I’m thrilled to sit down with Priya Jaiswal, a distinguished expert in banking, business, and finance, whose deep knowledge of market analysis and international business trends offers invaluable insights into the gaming and lottery industries. Today, we’re diving into the recent merger between Allwyn International and OPAP, a deal that’s creating waves with a valuation of $18.56 billion. Our conversation explores the strategic motivations behind this merger, the potential for global expansion, the valuation process, and the future of listings in major financial hubs. Priya also sheds light on what makes a company like Allwyn a standout in competitive markets and the broader implications for the lottery sector.
What inspired the merger between Allwyn International and OPAP, and what do you see as the driving forces behind this partnership?

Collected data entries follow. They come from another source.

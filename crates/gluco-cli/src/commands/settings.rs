use std::path::Path;

use gluco_core::models::{GlucoseUnit, Settings};

use crate::commands::common::{format_value, open_store};
use crate::error::CliError;

/// Requested changes; unset fields keep their stored value
#[derive(Debug, Clone, Copy, Default)]
pub struct SettingsUpdate {
    pub unit: Option<GlucoseUnit>,
    pub low: Option<f64>,
    pub high: Option<f64>,
    pub days: Option<u32>,
}

impl SettingsUpdate {
    fn is_empty(&self) -> bool {
        self.unit.is_none() && self.low.is_none() && self.high.is_none() && self.days.is_none()
    }
}

/// Apply `update` to `current`; bounds are read in the resulting preferred unit
pub fn apply_update(current: &Settings, update: SettingsUpdate) -> Result<Settings, CliError> {
    let unit = update.unit.unwrap_or(current.preferred_unit);
    let low = update
        .low
        .map_or(current.target_low_mg_dl, |low| unit.to_mg_dl(low));
    let high = update
        .high
        .map_or(current.target_high_mg_dl, |high| unit.to_mg_dl(high));
    if low <= 0.0 || low >= high {
        return Err(CliError::InvalidRange);
    }

    let report_days = update.days.unwrap_or(current.report_days);
    if report_days == 0 {
        return Err(CliError::InvalidReportDays);
    }

    Ok(Settings {
        preferred_unit: unit,
        target_low_mg_dl: low,
        target_high_mg_dl: high,
        report_days,
    })
}

pub async fn update_settings(update: SettingsUpdate, db_path: &Path) -> Result<Settings, CliError> {
    if update.is_empty() {
        return Err(CliError::EmptySettingsUpdate);
    }

    let store = open_store(db_path).await?;
    let settings = apply_update(&store.load_settings().await?, update)?;
    store.save_settings(&settings).await?;
    Ok(settings)
}

pub async fn run_settings_show(as_json: bool, db_path: &Path) -> Result<(), CliError> {
    let store = open_store(db_path).await?;
    let settings = store.load_settings().await?;

    if as_json {
        println!("{}", serde_json::to_string_pretty(&settings)?);
    } else {
        print_settings(&settings);
    }
    Ok(())
}

pub async fn run_settings_set(update: SettingsUpdate, db_path: &Path) -> Result<(), CliError> {
    let settings = update_settings(update, db_path).await?;
    println!("Settings saved");
    print_settings(&settings);
    Ok(())
}

fn print_settings(settings: &Settings) {
    let unit = settings.preferred_unit;
    let low = GlucoseUnit::MgDl.convert(settings.target_low_mg_dl, unit);
    let high = GlucoseUnit::MgDl.convert(settings.target_high_mg_dl, unit);

    println!("  Preferred unit: {unit}");
    println!(
        "  Target range:   {} - {}",
        format_value(low, unit),
        format_value(high, unit)
    );
    println!("  Report window:  {} days", settings.report_days);
}
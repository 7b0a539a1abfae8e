//! Backend timestamp handling.
//!
//! The backend writes `DD/MM/YYYY HH:mm:ss` in a fixed UTC offset that is not
//! the device's. Parsing always applies that offset explicitly.

use chrono::{DateTime, FixedOffset, NaiveDateTime, Offset, SecondsFormat, TimeZone, Utc};

use crate::config::DEFAULT_REMOTE_UTC_OFFSET_MINUTES;
use crate::sync::remote::RemoteError;

const REMOTE_FORMAT: &str = "%d/%m/%Y %H:%M:%S";

/// Converts between Unix milliseconds and the backend's clock
#[derive(Debug, Clone, Copy, PartialEq, Eq)]
pub struct RemoteClock {
    offset: FixedOffset,
}

impl Default for RemoteClock {
    fn default() -> Self {
        Self::from_offset_minutes(DEFAULT_REMOTE_UTC_OFFSET_MINUTES)
    }
}

impl RemoteClock {
    /// Clock at `minutes` east of UTC; out-of-range offsets fall back to UTC
    pub fn from_offset_minutes(minutes: i32) -> Self {
        let offset = minutes
            .checked_mul(60)
            .and_then(FixedOffset::east_opt)
            .unwrap_or_else(|| {
                tracing::warn!("Invalid remote UTC offset {minutes} min; using UTC");
                Utc.fix()
            });
        Self { offset }
    }

    /// Offset in minutes east of UTC
    pub fn offset_minutes(&self) -> i32 {
        self.offset.local_minus_utc() / 60
    }

    /// Parse a backend timestamp into Unix milliseconds.
    ///
    /// Accepts the local `DD/MM/YYYY HH:mm:ss` format, RFC 3339, and naive
    /// ISO-8601 (`YYYY-MM-DDTHH:mm:ss`) which is read in the remote offset.
    pub fn parse(&self, raw: &str) -> Result<i64, RemoteError> {
        let raw = raw.trim();

        if let Ok(instant) = DateTime::parse_from_rfc3339(raw) {
            return Ok(instant.timestamp_millis());
        }

        let naive = NaiveDateTime::parse_from_str(raw, REMOTE_FORMAT)
            .or_else(|_| NaiveDateTime::parse_from_str(raw, "%Y-%m-%dT%H:%M:%S%.f"))
            .map_err(|_| RemoteError::InvalidPayload(format!("unrecognised timestamp '{raw}'")))?;

        self.offset
            .from_local_datetime(&naive)
            .single()
            .map(|instant| instant.timestamp_millis())
            .ok_or_else(|| RemoteError::InvalidPayload(format!("ambiguous timestamp '{raw}'")))
    }

    /// Format Unix milliseconds as ISO-8601 in the remote offset
    pub fn format(&self, timestamp_ms: i64) -> String {
        let instant = Utc
            .timestamp_millis_opt(timestamp_ms)
            .single()
            .unwrap_or_default();
        instant
            .with_timezone(&self.offset)
            .to_rfc3339_opts(SecondsFormat::Secs, false)
    }
}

The merger between Allwyn International and OPAP is a strategic move to combine strengths in the lottery and gaming sectors, creating a powerhouse valued at $18.56 billion. The primary inspiration comes from the opportunity to scale operations and leverage complementary markets—Allwyn’s rapid growth in Europe and the U.S. pairs well with OPAP’s strong foothold in Greece and Cyprus. This partnership is driven by a shared vision to dominate the global lottery industry, pool resources for innovation, and gain better access to capital markets for future growth.
How does this merger position the combined entity to lead in the global lottery market?
By joining forces, the combined entity becomes one of the world’s largest lottery operators, with a footprint spanning multiple continents. This scale allows them to standardize best practices, invest heavily in technology, and offer a broader range of products. Their diversified portfolio reduces regional risks and positions them to bid aggressively for new opportunities, especially in markets transitioning to private operators. It’s a bold step toward setting industry standards and outpacing competitors.
Can you break down how the valuation of 16 billion euros, or about $18.56 billion, was determined for this new company?
The valuation reflects a combination of current revenues, growth projections, and market comparables. Allwyn’s recent financials, with adjusted earnings of 1.5 billion euros on 8.8 billion euros in revenue, alongside OPAP’s steady performance, provided a strong baseline. Analysts likely factored in synergies from the merger, such as cost savings and expanded market reach, as well as the potential for future acquisitions. It’s a forward-looking figure that banks on the combined entity’s ability to capitalize on global trends in gaming and lotteries.
With Karel Komarek’s investment group holding 85% of the voting rights, what was the rationale behind this ownership structure?
This structure ensures that Karel Komarek, through his investment group, maintains control over strategic decisions, which is critical during the integration phase of such a massive merger. It reflects confidence in his vision for the company, given his track record of driving Allwyn’s expansion. Concentrated voting rights can streamline decision-making, avoiding potential gridlock, while still allowing minority shareholders to benefit from the company’s growth through their equity stakes.
The companies are considering a secondary listing in either London or New York. What key considerations do you think will shape this decision?
Choosing between London and New York will likely hinge on investor appetite, regulatory environments, and market liquidity. New York offers access to a vast pool of institutional investors and a strong tech and gaming sector focus, while London provides proximity to European markets and a history of supporting international listings. Past challenges, like volatile market conditions or geopolitical shifts, will also play a role, as will the cost of compliance and the ability to attract long-term shareholders in each hub.
Given Allwyn’s recent expansions in Britain and the U.S., what do you see as the next big market or region for growth?
I believe the U.S. remains a goldmine for growth, particularly in states where lotteries are still state-run but could shift to private operators. Beyond that, emerging markets in Asia or Latin America, where disposable income is rising and gaming regulations are evolving, could be on the radar. The key will be identifying regions with a cultural acceptance of lotteries and a regulatory framework that’s open to privatization or partnerships.
What unique strengths does Allwyn bring to the table when competing for new lottery opportunities in markets shifting to private operators?
Allwyn stands out due to its proven expertise in managing large-scale lottery operations across diverse regions, from Illinois to Britain. Their ability to tailor products to local preferences, combined with a strong technological backbone, gives them an edge. They’ve also mastered the art of navigating regulatory landscapes, which is crucial when bidding for contracts. Their track record of driving revenue growth—12% year-on-year recently—demonstrates reliability to governments looking for partners.
Looking ahead, what is your forecast for the lottery industry’s evolution over the next decade, especially with mergers like this one?
I foresee the lottery industry becoming increasingly consolidated, with major players like the Allwyn-OPAP entity leading the charge through mergers and acquisitions. Digital transformation will be a game-changer, with online platforms and mobile apps expanding reach, especially in younger demographics. At the same time, regulatory shifts will open new markets to private operators, but competition will intensify. The focus will likely shift toward responsible gaming and innovation in entertainment offerings to sustain public and governmental support.